# We're back, and with a new addition to the family



## .13124 (Jun 1, 2012)

Haven't been on here in a while! Just started checking the forum again a few days ago, I sure missed seeing pictures of all the cute doggies in the forum:wub:.

This is Lily (Shih-tzu), she's now permanently staying with us! One of the last posts I made on here was about her and Cici being best friends, well now they get to live together. Lily's parents had to move out of their apartment, and they were not able to find a place to rent that allowed dogs . They were going to give her away to a lady, but just two days with her and she gave her back to her parents because she didn't know how to potty train her or what to do about her crying at night because she missed them.
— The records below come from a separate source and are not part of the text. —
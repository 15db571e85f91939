//! Reconciler for MaintenanceWindow policies.
//!
//! Evaluates every window against the current time, publishes the open and
//! upcoming windows on status, and re-queues at the next boundary (end of
//! the open window or start of the earliest upcoming one).
//!
//! `status.active` means "enforcing": true exactly when the current time is
//! outside every window. The suspension driver receives the same sense, so
//! CronJobs run only while a window is open.

use std::sync::Arc;
use std::time::{Duration as StdDuration, Instant};

use chrono::{DateTime, SecondsFormat, Utc};
use kube::api::{Patch, PatchParams};
use kube::runtime::controller::Action;
use kube::{Api, ResourceExt};
use tracing::{debug, error, warn};

use crate::controller::change_freeze::whole_seconds;
use crate::controller::context::{Context, FIELD_MANAGER};
use crate::controller::cronjobs::sync_cronjobs;
use crate::controller::error::Error;
use crate::controller::{
    CONDITION_ACTIVE, CONDITION_READY, DEFAULT_REQUEUE, REASON_ACTIVATED,
    REASON_CRONJOB_UPDATE_FAILED, REASON_CRONJOBS_UPDATED, REASON_DEACTIVATED, REASON_EVALUATED,
    REASON_EVALUATION_FAILED, REQUEUE_SLACK,
};
use crate::crd::{
    Condition, MODE_DENY_OUTSIDE_WINDOWS, MaintenanceWindow, MaintenanceWindowSpec,
    MaintenanceWindowStatus, WindowStatus, upsert_condition,
};
use crate::policy::{PolicyKind, eval_cron_window};

/// Outcome of evaluating all windows at one instant.
#[derive(Debug)]
pub(crate) struct WindowEvaluation {
    /// True when the policy is enforcing, i.e. no window contains now.
    pub enforcing: bool,
    /// The first window whose interval contains now.
    pub active_window: Option<WindowStatus>,
    /// The window with the earliest upcoming start.
    pub next_window: Option<WindowStatus>,
    pub requeue_after: StdDuration,
}

/// Evaluate every window of the policy at `now`.
pub(crate) fn evaluate_windows(
    spec: &MaintenanceWindowSpec,
    now: DateTime<Utc>,
) -> Result<WindowEvaluation, Error> {
    if spec.mode != MODE_DENY_OUTSIDE_WINDOWS {
        return Err(Error::Evaluation(format!(
            "unsupported mode: {}",
            spec.mode
        )));
    }

    let mut active_window = None;
    let mut next_window: Option<WindowStatus> = None;
    let mut earliest_next: Option<DateTime<Utc>> = None;
    let mut requeue_candidates: Vec<StdDuration> = Vec::new();

    for window in &spec.windows {
        let res = eval_cron_window(now, &spec.timezone, &window.schedule, &window.duration)
            .map_err(|e| Error::Evaluation(format!("evaluate window {:?}: {e}", window.name)))?;

        if res.active && active_window.is_none() {
            active_window = Some(WindowStatus {
                name: window.name.clone(),
                start_time: res.active_start,
                end_time: res.active_end,
            });
            if let Some(end) = res.active_end {
                requeue_candidates.push(whole_seconds(end - now));
            }
        }

        if let Some(next_start) = res.next_start {
            if earliest_next.is_none_or(|best| next_start < best) {
                earliest_next = Some(next_start);
                next_window = Some(WindowStatus {
                    name: window.name.clone(),
                    start_time: res.next_start,
                    end_time: res.next_end,
                });
            }
        }
    }

    let enforcing = active_window.is_none();
    if enforcing {
        if let Some(next_start) = earliest_next {
            requeue_candidates.push(whole_seconds(next_start - now));
        }
    }

    let requeue_after = requeue_candidates
        .into_iter()
        .min()
        .map(|d| d + REQUEUE_SLACK)
        .unwrap_or(DEFAULT_REQUEUE);

    Ok(WindowEvaluation {
        enforcing,
        active_window,
        next_window,
        requeue_after,
    })
}

fn rfc3339(t: DateTime<Utc>) -> String {
    t.to_rfc3339_opts(SecondsFormat::Secs, true)
}

/// Reconcile a MaintenanceWindow
pub async fn reconcile(mw: Arc<MaintenanceWindow>, ctx: Arc<Context>) -> Result<Action, Error> {
    let start_time = Instant::now();
    let name = mw.name_any();
    let now = Utc::now();
    let generation = mw.metadata.generation;

    debug!(name = %name, "Reconciling MaintenanceWindow");

    let mut conditions = mw
        .status
        .as_ref()
        .map(|s| s.conditions.clone())
        .unwrap_or_default();

    let eval = match evaluate_windows(&mw.spec, now) {
        Ok(eval) => eval,
        Err(e) => {
            error!(name = %name, error = %e, "Failed to evaluate windows");
            ctx.publish_warning_event(
                &*mw,
                REASON_EVALUATION_FAILED,
                "Reconciling",
                Some(e.to_string()),
            )
            .await;

            upsert_condition(
                &mut conditions,
                Condition::new(
                    CONDITION_READY,
                    false,
                    REASON_EVALUATION_FAILED,
                    &e.to_string(),
                    generation,
                ),
            );
            let status = serde_json::json!({"status": {
                "observedGeneration": generation,
                "conditions": conditions,
            }});
            let api: Api<MaintenanceWindow> = Api::all(ctx.client.clone());
            if let Err(status_err) = api
                .patch_status(&name, &PatchParams::apply(FIELD_MANAGER), &Patch::Merge(&status))
                .await
            {
                error!(name = %name, error = %status_err, "Failed to update status after evaluation error");
            }
            return Err(e);
        }
    };

    let was_enforcing = mw.status.as_ref().is_some_and(|s| s.active);

    if eval.enforcing {
        let message = match &eval.next_window {
            Some(next) => format!(
                "Outside maintenance windows; next window {:?} starts at {}",
                next.name,
                next.start_time.map(rfc3339).unwrap_or_default()
            ),
            None => "Outside maintenance windows".to_string(),
        };
        upsert_condition(
            &mut conditions,
            Condition::new(CONDITION_ACTIVE, true, REASON_ACTIVATED, &message, generation),
        );
        if !was_enforcing {
            ctx.publish_normal_event(&*mw, REASON_ACTIVATED, "Reconciling", Some(message)).await;
        }
    } else {
        let open = eval.active_window.as_ref();
        let message = format!(
            "Window {:?} is open until {}",
            open.map(|w| w.name.as_str()).unwrap_or_default(),
            open.and_then(|w| w.end_time).map(rfc3339).unwrap_or_default()
        );
        upsert_condition(
            &mut conditions,
            Condition::new(CONDITION_ACTIVE, false, REASON_DEACTIVATED, &message, generation),
        );
        if was_enforcing {
            ctx.publish_normal_event(&*mw, REASON_DEACTIVATED, "Reconciling", Some(message)).await;
        }
    }
    upsert_condition(
        &mut conditions,
        Condition::new(
            CONDITION_READY,
            true,
            REASON_EVALUATED,
            "Successfully evaluated windows",
            generation,
        ),
    );

    // Suspend CronJobs while outside windows, resume while one is open.
    if mw.spec.behavior.suspend_cron_jobs {
        match sync_cronjobs(&ctx.client, &mw.spec.target, &name, eval.enforcing).await {
            Ok(outcome) => {
                ctx.publish_normal_event(
                    &*mw,
                    REASON_CRONJOBS_UPDATED,
                    "Reconciling",
                    Some(format!(
                        "CronJobs suspend status updated (suspend={})",
                        eval.enforcing
                    )),
                )
                .await;
                if let Some(health) = &ctx.health_state {
                    for (namespace, count) in &outcome.suspended_by_namespace {
                        health.metrics.set_cronjob_suspensions(
                            PolicyKind::MaintenanceWindow.metric_label(),
                            &name,
                            namespace,
                            *count,
                        );
                    }
                }
            }
            Err(e) => {
                warn!(name = %name, error = %e, "Failed to update CronJobs");
                ctx.publish_warning_event(
                    &*mw,
                    REASON_CRONJOB_UPDATE_FAILED,
                    "Reconciling",
                    Some(e.to_string()),
                )
                .await;
            }
        }
    }

    let status = MaintenanceWindowStatus {
        active: eval.enforcing,
        active_window: eval.active_window,
        next_window: eval.next_window,
        observed_generation: generation,
        conditions,
    };
    let api: Api<MaintenanceWindow> = Api::all(ctx.client.clone());
    api.patch_status(
        &name,
        &PatchParams::apply(FIELD_MANAGER),
        &Patch::Merge(&serde_json::json!({"status": status})),
    )
    .await?;

    if let Some(health) = &ctx.health_state {
        health.metrics.set_policy_active(
            PolicyKind::MaintenanceWindow.metric_label(),
            &name,
            eval.enforcing,
        );
        health.metrics.observe_reconcile(
            PolicyKind::MaintenanceWindow.metric_label(),
            start_time.elapsed().as_secs_f64(),
        );
    }

    Ok(Action::requeue(eval.requeue_after))
}

/// Error policy for the MaintenanceWindow controller
pub fn error_policy(mw: Arc<MaintenanceWindow>, error: &Error, _ctx: Arc<Context>) -> Action {
    let name = mw.name_any();

    if error.is_not_found() {
        debug!(name = %name, "Resource not found (likely deleted)");
        return Action::await_change();
    }

    if error.is_retryable() {
        warn!(name = %name, error = %error, "Retryable error, will retry");
    } else {
        error!(name = %name, error = %error, "Non-retryable error");
    }
    Action::requeue(error.requeue_after())
}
So we took her in our home, it's been about 3-4 months now. She's officially potty trained, she's getting used to sleeping in her little bed at night (she used to sleep on the floor), and goes to the spa with Cici every 5 weeks.

The real owner in this house is my older sister, she just fell in love with her because she's really cuddly, we just share some responsibilities but she's in charge of her vet visits and licencing.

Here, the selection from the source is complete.